Civics Today Citizenship, Economics, & You

Chapter 10: Voting and Elections

Web Activity Lesson Plans

In this chapter students read about the importance of voting and the many types of elections held in the United States. No matter what level of government, an election campaign takes money. Today millions of dollars are spent on presidential elections. Where does all of that money come from? Are there any limits on how people make contributions to election campaigns? In this activity students will learn about the role of the Federal Elections Commission.

Lesson Description
In this lesson students visit the Web site of the Federal Election Commission. They will read about the history of the FEC and some of the campaign finance laws.
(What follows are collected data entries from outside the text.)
#![warn(clippy::pedantic)]
// Don't care enough to fix
#![allow(clippy::missing_errors_doc)]
#![allow(clippy::must_use_candidate)]
#![allow(clippy::module_name_repetitions)]
#![allow(clippy::wildcard_imports)]

pub mod cache;
pub mod recursive;
pub mod upstream;

/// Maximum recursion depth.  Every referral followed, and every
/// nameserver address looked up, uses up one level.
///
/// This is to protect against a maliciously-configured upstream
/// nameserver which refers the resolver around in a loop.
pub const RECURSION_LIMIT: usize = 32;
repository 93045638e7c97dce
pub mod deserialise;
pub mod serialise;
pub mod types;
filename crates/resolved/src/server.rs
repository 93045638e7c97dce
use std::future::Future;
use std::io;
use std::net::SocketAddr;
use tokio::net::UdpSocket;
use tracing::Instrument;

use dns_resolver::cache::SharedCache;
use dns_resolver::recursive::{ResolutionError, Resolver};
use dns_resolver::upstream::Upstream;
use dns_types::protocol::types::*;

use crate::settings::Settings;

/// A caching nameserver on one UDP socket.  Requests are handled one
/// at a time, in the order they arrive.
pub struct Server<U> {
    socket: UdpSocket,
    resolver: Resolver<U>,
    cache: SharedCache,
    request_size: usize,
}

impl<U: Upstream> Server<U> {
    /// # Errors
    ///
    /// If the socket cannot be bound.
    pub async fn bind(
        settings: &Settings,
        resolver: Resolver<U>,
        cache: SharedCache,
    ) -> io::Result<Self> {
        let socket = UdpSocket::bind((settings.server_ip, settings.server_port)).await?;

        Ok(Self {
            socket,
            resolver,
            cache,
            request_size: settings.request_size,
        })
    }

    /// # Errors
    ///
    /// If the socket address cannot be retrieved.
    pub fn local_addr(&self) -> io::Result<SocketAddr> {
        self.socket.local_addr()
    }

    /// Serve requests until `shutdown` completes.  The socket is
    /// closed on return.
    pub async fn run<F: Future<Output = ()>>(self, shutdown: F) {
        tokio::pin!(shutdown);
        let mut buf = vec![0u8; self.request_size];

        loop {
            tokio::select! {
                () = &mut shutdown => {
                    tracing::info!("shutting down");
                    return;
                }

                res = self.socket.recv_from(&mut buf) => match res {
                    Ok((size, peer)) => {
                        let response = self
                            .handle_request(&buf[..size])
                            .instrument(tracing::error_span!("request", %peer))
                            .await;

                        if let Some(message) = response {
                            self.send_response(&message, peer).await;
                        }
                    }
                    Err(error) => tracing::warn!(?error, "udp receive error"),
                }
            }
        }
    }

    /// Work out the response to a datagram.  There is no response if
    /// the datagram is too short to have an ID.
    pub async fn handle_request(&self, octets: &[u8]) -> Option<Message> {
        match Message::from_octets(octets) {
            Ok(request) => match self.answer(&request).await {
                Ok(answers) => Some(Message::make_response(&request, answers)),
                Err(error) => {
                    tracing::warn!(%error, "could not resolve request");
                    Some(Message::make_unsupported_response(request.header.id))
                }
            },
            Err(error) => {
                tracing::debug!(%error, "could not parse request");
                error.id().map(Message::make_unsupported_response)
            }
        }
    }

    /// Answer every question from the cache, or failing that by
    /// resolving it and caching the answer.  The first failure
    /// abandons the whole request.
    async fn answer(&self, request: &Message) -> Result<Vec<ResourceRecord>, ResolutionError> {
        let mut answers = Vec::new();

        for question in &request.questions {
            if let Some(entry) = self.cache.get(&question.name, question.qtype) {
                tracing::trace!(%question, "cache hit");
                answers.extend(entry.records);
                continue;
            }

            tracing::trace!(%question, "cache miss");
            let query = Message::from_question(request.header.id, question.clone());
            let response = self.resolver.resolve(&query).await?;
            self.cache
                .add(&question.name, question.qtype, response.answers.clone());
            answers.extend(response.answers);
        }

        Ok(answers)
    }

    async fn send_response(&self, message: &Message, peer: SocketAddr) {
        match message.to_octets() {
            Ok(serialised) => {
                if let Err(error) = self.socket.send_to(&serialised, peer).await {
                    tracing::warn!(%peer, ?error, "udp send error");
                }
            }
            Err(error) => {
                tracing::error!(?message, %error, "could not serialise message");
            }
        }
    }
}

#[cfg(test)]
mod tests {
    use std::net::Ipv4Addr;

    use dns_resolver::upstream::test_util::*;
    use dns_types::protocol::types::test_util::*;

    use super::*;

    const ROOT: Ipv4Addr = Ipv4Addr::new(198, 41, 0, 4);

    async fn server(upstream: &ScriptedUpstream) -> Server<ScriptedUpstream> {
        let settings = Settings {
            server_port: 0,
            ..Settings::default()
        };
        Server::bind(
            &settings,
            Resolver::new(upstream.clone(), ROOT, 53),
            SharedCache::new(),
        )
        .await
        .unwrap()
    }

    fn question(name: &str, qtype: RecordType) -> Question {
        Question {
            name: domain(name),
            qtype,
            qclass: RecordClass::IN,
        }
    }

    fn request(id: u16, questions: Vec<Question>) -> Vec<u8> {
        let mut message = Message::from_question(id, questions[0].clone());
        message.header.flags |= HEADER_MASK_RD;
        message.questions = questions;
        message.to_octets().unwrap().to_vec()
    }

    #[tokio::test]
    async fn too_short_for_id_gets_no_response() {
        let upstream = ScriptedUpstream::new();
        let server = server(&upstream).await;

        assert_eq!(None, server.handle_request(&[1]).await);
    }

    #[tokio::test]
    async fn malformed_request_gets_unsupported_response() {
        let upstream = ScriptedUpstream::new();
        let server = server(&upstream).await;

        assert_eq!(
            Some(Message::make_unsupported_response(0x0102)),
            server.handle_request(&[1, 2, 0, 0, 0, 1]).await
        );
    }

    #[tokio::test]
    async fn unsupported_type_gets_unsupported_response() {
        let upstream = ScriptedUpstream::new();
        let server = server(&upstream).await;
        #[rustfmt::skip]
        let octets = [
            0, 9, 1, 0, 0, 1, 0, 0, 0, 0, 0, 0,
            1, 97, 0,
            0, 15, // MX
            0, 1,
        ];

        assert_eq!(
            Some(Message::make_unsupported_response(9)),
            server.handle_request(&octets).await
        );
        assert!(upstream.queries().is_empty());
    }

    #[tokio::test]
    async fn answers_and_caches() {
        let upstream = ScriptedUpstream::new();
        let answer = a_record("www.example.com", Ipv4Addr::new(1, 1, 1, 1));
        upstream.reply(
            ROOT,
            "www.example.com",
            RecordType::A,
            ScriptedReply {
                answers: vec![answer.clone()],
                ..Default::default()
            },
        );
        let server = server(&upstream).await;

        let response = server
            .handle_request(&request(1, vec![question("www.example.com", RecordType::A)]))
            .await
            .unwrap();

        assert_eq!(1, response.header.id);
        assert!(response.header.is_response());
        assert!(response.header.recursion_desired());
        assert_eq!(vec![answer.clone()], response.answers);
        assert_eq!(
            Some(vec![answer]),
            server
                .cache
                .get(&domain("www.example.com"), RecordType::A)
                .map(|e| e.records)
        );
        assert_eq!(1, upstream.queries().len());
        assert_eq!(SocketAddr::from((ROOT, 53)), upstream.queries()[0].0);
    }

    #[tokio::test]
    async fn concatenates_answers_in_question_order() {
        let upstream = ScriptedUpstream::new();
        let a = a_record("www.example.com", Ipv4Addr::new(1, 1, 1, 1));
        let ptr = ptr_record("1.1.1.1.in-addr.arpa", "www.example.com");
        upstream.reply(
            ROOT,
            "1.1.1.1.in-addr.arpa",
            RecordType::PTR,
            ScriptedReply {
                answers: vec![ptr.clone()],
                ..Default::default()
            },
        );
        let server = server(&upstream).await;
        server
            .cache
            .add(&domain("www.example.com"), RecordType::A, vec![a.clone()]);

        let response = server
            .handle_request(&request(
                2,
                vec![
                    question("www.example.com", RecordType::A),
                    question("1.1.1.1.in-addr.arpa", RecordType::PTR),
                ],
            ))
            .await
            .unwrap();

        assert_eq!(vec![a, ptr], response.answers);
        assert_eq!(2, response.questions.len());
        assert_eq!(1, upstream.queries().len());
    }

    #[tokio::test]
    async fn one_failed_question_fails_request() {
        let upstream = ScriptedUpstream::new();
        upstream.reply(
            ROOT,
            "www.example.com",
            RecordType::A,
            ScriptedReply {
                answers: vec![a_record("www.example.com", Ipv4Addr::new(1, 1, 1, 1))],
                ..Default::default()
            },
        );
        let server = server(&upstream).await;

        let response = server
            .handle_request(&request(
                3,
                vec![
                    question("www.example.com", RecordType::A),
                    question("missing.example.com", RecordType::A),
                ],
            ))
            .await;

        assert_eq!(Some(Message::make_unsupported_response(3)), response);
    }
}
After answering several questions, they will write a letter to the editor explaining their own opinion on campaign finance reform.

Instructional Objectives
  1. The learner will be able to describe the history of campaign finance reform.
  2. The learner will be able to identify the contribution limits of an individual.
  3. The learner will be able to write an opinion letter.
Student Web Activity Answers
  1. Theodore Roosevelt was the first president to recognize the need for campaign finance reform.
  2. In 1974 Congress limited contributions by individuals, political parties and PACs and established the FEC.
  3. The first publicly funded presidential election was held in 1976.
  4. To a candidate-$2,300 per election. To a national party committee-$28,500 per year. To other political action committees-$5,000 per year.
  5. Students' letters will vary.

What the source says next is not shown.